We’d planned to hit the outdoor mall alone while it was still light and then come back before dark to meet the sitter, who would trail us through the neighborhood. My mom hadn’t “checked out” yet, but she was fading fast. Sam had taken her to a “spa” for a “rest” and was there visiting.
We headed for the shortcut down the alley. We’d gone a few blocks, when we found him in a ditch—literally—behind a garage. He was just lying there on the ground, curled up in a ball. We thought he was dead at first. But when Lex felt for a pulse—we did watch TV—he opened his eyes and gave her his best lost-puppy-dog look. So we took the lost puppy dog home.
We didn’t know him, because he went to Catholic school. He had no coat on and was clammy and shivering. Lex wrapped hers around him, and I pulled my Spider Man gloves over his shaking hands. He’d been beaten up pretty bad but not anywhere that showed. We found out later that his dad was meticulous that way. We wanted to call 911, but the look of pure terror in Ipod’s eyes shut that down immediately. He didn’t say much. You could tell he was used to sucking up his pain.
We got him home in the wagon, moving slowly, trying not to jiggle him. The tree house has a system of pulleys and a canvas sling we use to ferry up supplies and stuff. We gently laid Ipod on the sling, curled on his side. Then Lex and I, with a heck of a lot of effort, hefted him up and pulled him inside. Okay, it sounds dangerous in hindsight, but we were only eight. Fortunately, we got him to the top without dropping him.
We found out later that he had burns and bruises from his knees to his neck. We never saw the backs of his legs. But he about passed out when we tried to sit him up, and there was blood leaking through his jeans in stripes. Curled up on his side was the only position he could manage.
Lex just stood there stunned and breathing hard from the effort. Her Brittney Spears make-up was smudged, in streaks across her face, from wiping away the tears.
I sat on the floor leaning back against the tree trunk with Ipod’s head in my lap. I needed my tree to get a grip on what had happened. That big, old oak pulsed with energy that only I could feel. I couldn’t explain it. It had always been that way. Where buildings made me weak, my tree made me strong.
Even then I knew that.
I pulled energy from my tree into myself, until I felt calm. I’d done that a thousand times. Then I kind of pushed it into Ipod. I’d never done that with anyone else before; but it seemed right somehow. We needed to do something. The entire time we sat there, no one spoke. The only sound was me humming which was how I focused the energy. I sat there, humming the energy into him, feeling it flow through my body and out my fingertips.

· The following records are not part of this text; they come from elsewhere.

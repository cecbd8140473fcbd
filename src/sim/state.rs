//! Core simulation types and the aggregate state
//!
//! Everything the host needs for display and determinism lives here. The
//! aggregate is the single unit of exclusive mutation: every core operation
//! takes `&mut SimState` and runs to completion before returning.

use std::fmt;

use glam::IVec2;
use rand::SeedableRng;
use rand::seq::SliceRandom;
use rand_pcg::Pcg32;
use serde::{Deserialize, Serialize};

use super::cards::{Card, starter_deck};
use super::propagate::PropagationOutcome;
use super::scenario::{Scenario, ScenarioId};
use crate::consts::*;

/// Unique identifier of a placed element, monotonically increasing per state
#[derive(
    Debug, Clone, Copy, PartialEq, Eq, PartialOrd, Ord, Hash, Serialize, Deserialize,
)]
pub struct ElementId(pub u32);

impl fmt::Display for ElementId {
    fn fmt(&self, f: &mut fmt::Formatter<'_>) -> fmt::Result {
        write!(f, "#{}", self.0)
    }
}

/// The closed set of circuit element kinds
///
/// Only the first six are reachable through cards today; the rest are
/// reserved kinds that already participate in exhaustive matches so that
/// giving one behavior is a compile-time checked change, not a forgotten
/// `default` branch.
#[derive(Debug, Clone, Copy, PartialEq, Eq, Hash, Serialize, Deserialize)]
pub enum ElementKind {
    /// Single output, always high
    Source,
    /// Single output, high while held
    Button,
    /// Single output, toggled by interaction
    Switch,
    /// Pure sink; its activation is observed by scenario logic, not its output
    Sensor,
    /// Output high iff at least two inputs are connected and all are high
    And,
    /// Output high iff at least one input is connected and any is high
    Or,
    // Reserved kinds, no evaluation rule yet
    Not,
    Bus,
    FlipFlop,
    Mux,
    Tape,
    Sequencer,
}

impl ElementKind {
    /// Display name, matching the card names shown to the player
    pub fn display_name(self) -> &'static str {
        match self {
            ElementKind::Source => "Source",
            ElementKind::Button => "Button",
            ElementKind::Switch => "Switch",
            ElementKind::Sensor => "Sensor",
            ElementKind::And => "AND Gate",
            ElementKind::Or => "OR Gate",
            ElementKind::Not => "NOT Gate",
            ElementKind::Bus => "Bus",
            ElementKind::FlipFlop => "Flip-Flop",
            ElementKind::Mux => "MUX",
            ElementKind::Tape => "Tape",
            ElementKind::Sequencer => "Sequencer",
        }
    }
}

/// A placed circuit element
#[derive(Debug, Clone, PartialEq, Serialize, Deserialize)]
pub struct Element {
    pub id: ElementId,
    pub kind: ElementKind,
    /// Grid cell the element occupies; at most one active element per cell
    pub cell: IVec2,
    /// Current boolean output
    pub output: bool,
    /// Driving element per input slot, `None` when unconnected
    pub inputs: [Option<ElementId>; MAX_INPUTS_PER_ELEMENT],
    /// Last observed value per input slot, for wire display
    pub input_levels: [bool; MAX_INPUTS_PER_ELEMENT],
    /// Count of occupied input slots, re-derived from `inputs` every tick
    pub connected_inputs: u8,
    /// Whether this arena slot is logically present
    pub active: bool,
}

impl Element {
    pub fn new(id: ElementId, kind: ElementKind, cell: IVec2) -> Self {
        Self {
            id,
            kind,
            cell,
            output: false,
            inputs: [None; MAX_INPUTS_PER_ELEMENT],
            input_levels: [false; MAX_INPUTS_PER_ELEMENT],
            connected_inputs: 0,
            active: true,
        }
    }

    /// Occupied input slot count derived from the slot contents
    pub fn derive_connected_inputs(&self) -> u8 {
        self.inputs.iter().flatten().count() as u8
    }
}

/// A directed edge from one element's output into another's input slot
#[derive(Debug, Clone, Copy, PartialEq, Eq, Serialize, Deserialize)]
pub struct Connection {
    pub from: ElementId,
    pub to: ElementId,
    pub slot: usize,
    pub active: bool,
}

/// Complete simulator state (deterministic, serializable)
///
/// Owns the element graph, the connection set, the card economy, the active
/// scenario and the cumulative score. Constructed once per run with
/// [`SimState::new`] and advanced with [`super::tick::update`].
#[derive(Debug, Clone, Serialize, Deserialize)]
pub struct SimState {
    /// Run seed for reproducibility
    pub seed: u64,
    /// RNG consumed by deck shuffles
    pub(crate) rng: Pcg32,

    /// Arena of placed elements, in placement order
    pub elements: Vec<Element>,
    /// Connections, in creation order
    pub connections: Vec<Connection>,
    next_element_id: u32,

    /// Draw pile; cards before `cursor` are already drawn
    pub deck: Vec<Card>,
    /// Index of the next drawable card
    pub cursor: usize,
    /// Cards in hand, insertion order (meaningful for display only)
    pub hand: Vec<Card>,
    /// Discard pile
    pub discard: Vec<Card>,
    /// Card plays spent this turn, reset by [`SimState::end_turn`]
    pub actions_this_turn: u8,

    /// Scenario the player is currently working on
    pub scenario: Scenario,
    pub scenario_id: ScenarioId,
    /// Which scenarios have been completed, by scenario id
    pub scenarios_completed: [bool; ScenarioId::COUNT],
    /// Cumulative score across completed scenarios
    pub score: u64,

    /// Outcome of the most recent propagation pass
    pub last_propagation: PropagationOutcome,
    /// Update ticks since construction
    pub time_ticks: u64,
}

impl SimState {
    /// Create a fresh state: starter deck shuffled, opening hand drawn,
    /// first scenario loaded.
    pub fn new(seed: u64) -> Self {
        let mut state = Self {
            seed,
            rng: Pcg32::seed_from_u64(seed),
            elements: Vec::new(),
            connections: Vec::new(),
            next_element_id: 1,
            deck: starter_deck(),
            cursor: 0,
            hand: Vec::new(),
            discard: Vec::new(),
            actions_this_turn: 0,
            scenario: ScenarioId::BasicCircuit.definition(),
            scenario_id: ScenarioId::BasicCircuit,
            scenarios_completed: [false; ScenarioId::COUNT],
            score: 0,
            last_propagation: PropagationOutcome::default(),
            time_ticks: 0,
        };

        if state.deck.len() > 1 {
            state.deck.shuffle(&mut state.rng);
            log::info!("initial deck shuffled ({} cards)", state.deck.len());
        }
        for _ in 0..INITIAL_HAND_SIZE {
            let _ = state.draw_card();
        }

        state
    }

    /// Allocate the next element id
    pub(crate) fn alloc_element_id(&mut self) -> ElementId {
        let id = ElementId(self.next_element_id);
        self.next_element_id += 1;
        id
    }

    /// Cards left to draw before a reshuffle is needed
    pub fn deck_remaining(&self) -> usize {
        self.deck.len() - self.cursor
    }

    /// Active elements of the given kind currently on the canvas
    pub fn count_active(&self, kind: ElementKind) -> u32 {
        self.elements
            .iter()
            .filter(|e| e.active && e.kind == kind)
            .count() as u32
    }
}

Soon he seemed to relax a little. His jaw unclenched. His hands softened. He stopped shivering and began breathing evenly. His face regained color like a sponge soaking up a spill. Minute by minute, he improved as though we’d given him a shot of some wonder drug.
After about five minutes, he pulled up his tee shirt, and the bruises were already turning yellow. Scars from cigar burns faded right before our eyes. We just sat there, watching his chest in amazement. He looked at me as if I was a rock star. Lex laughed out loud and danced around the room. I just kept humming.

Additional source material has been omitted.